The company has also been repositioning its portfolio, which is where investors need to step back and consider some very real risks.

EPR Properties is coming back from a painful blow

EPR Properties' focus on experiential assets was a huge negative during the early days of the coronavirus pandemic when people were asked to socially distance themselves and simply stay home if they could. That led the REIT to suspend its dividend in 2020. The dividend is back and growing again, but it is still below where it was prior to the pandemic. The key problem is that EPR Properties generates around 36% of its rents from movie theaters.
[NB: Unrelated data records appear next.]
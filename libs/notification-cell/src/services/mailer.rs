use std::sync::Arc;

use anyhow::{anyhow, Result};
use reqwest::Client;
use serde_json::json;
use tracing::{debug, warn};

use shared_config::AppConfig;

/// Plain-text email delivery through an HTTP relay. Delivery is
/// best-effort: scheduling requests must never fail because a
/// notification could not be sent.
pub struct NotificationService {
    client: Client,
    relay_url: String,
    from_email: String,
}

impl NotificationService {
    pub fn new(config: &AppConfig) -> Self {
        Self {
            client: Client::new(),
            relay_url: config.notify_relay_url.clone(),
            from_email: config.notify_from_email.clone(),
        }
    }

    pub fn is_enabled(&self) -> bool {
        !self.relay_url.is_empty()
    }

    pub async fn send_plain(&self, to_email: &str, subject: &str, body: &str) -> Result<()> {
        if !self.is_enabled() {
            debug!("Notification relay not configured, dropping message to {}", to_email);
            return Ok(());
        }

        let message = json!({
            "from": self.from_email,
            "to": to_email,
            "subject": subject,
            "text": body,
        });

        let response = self
            .client
            .post(&self.relay_url)
            .json(&message)
            .send()
            .await?;

        let status = response.status();
        if !status.is_success() {
            let error_text = response.text().await.unwrap_or_default();
            return Err(anyhow!("Relay error ({}): {}", status, error_text));
        }

        debug!("Notification sent to {}", to_email);
        Ok(())
    }

    /// Fire-and-forget variant: spawns the send and logs failures instead
    /// of surfacing them to the caller.
    pub fn send_detached(self: &Arc<Self>, to_email: String, subject: String, body: String) {
        let mailer = Arc::clone(self);
        tokio::spawn(async move {
            if let Err(e) = mailer.send_plain(&to_email, &subject, &body).await {
                warn!("Failed to send notification to {}: {}", to_email, e);
            }
        });
    }
}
The pandemic was particularly hard on theaters, leading EPR Properties to work with theater operators to lower rents and adjust leases. The REIT has a collection of theaters that it plans to sell and has already sold many others as it works to reduce its reliance on this property type. Given the size of the theater business, this will likely be a long-term diversification effort. This means investors need to continue monitoring EPR Properties' theater business very closely.

EPR Chart

EPR data by YCharts

That said, theaters are not going to go away. Compared to other experiential assets, movies are one of the largest markets in which to invest. And EPR Properties' theaters are highly productive, overall, with the REIT owning just 3% of North American theater locations and generating 8% of the box office. So EPR Properties is really pruning its portfolio more than attempting to exit the theater sector.

In addition to the theater repositioning, EPR Properties is also investing in several development projects. That involves execution risk as properties are built and/or updated -- another aspect of the company's business that investors need to monitor as it has proven to be an important part of the diversification effort. However, given the strong dividend coverage and improving balance sheet, there's every reason to remain positive.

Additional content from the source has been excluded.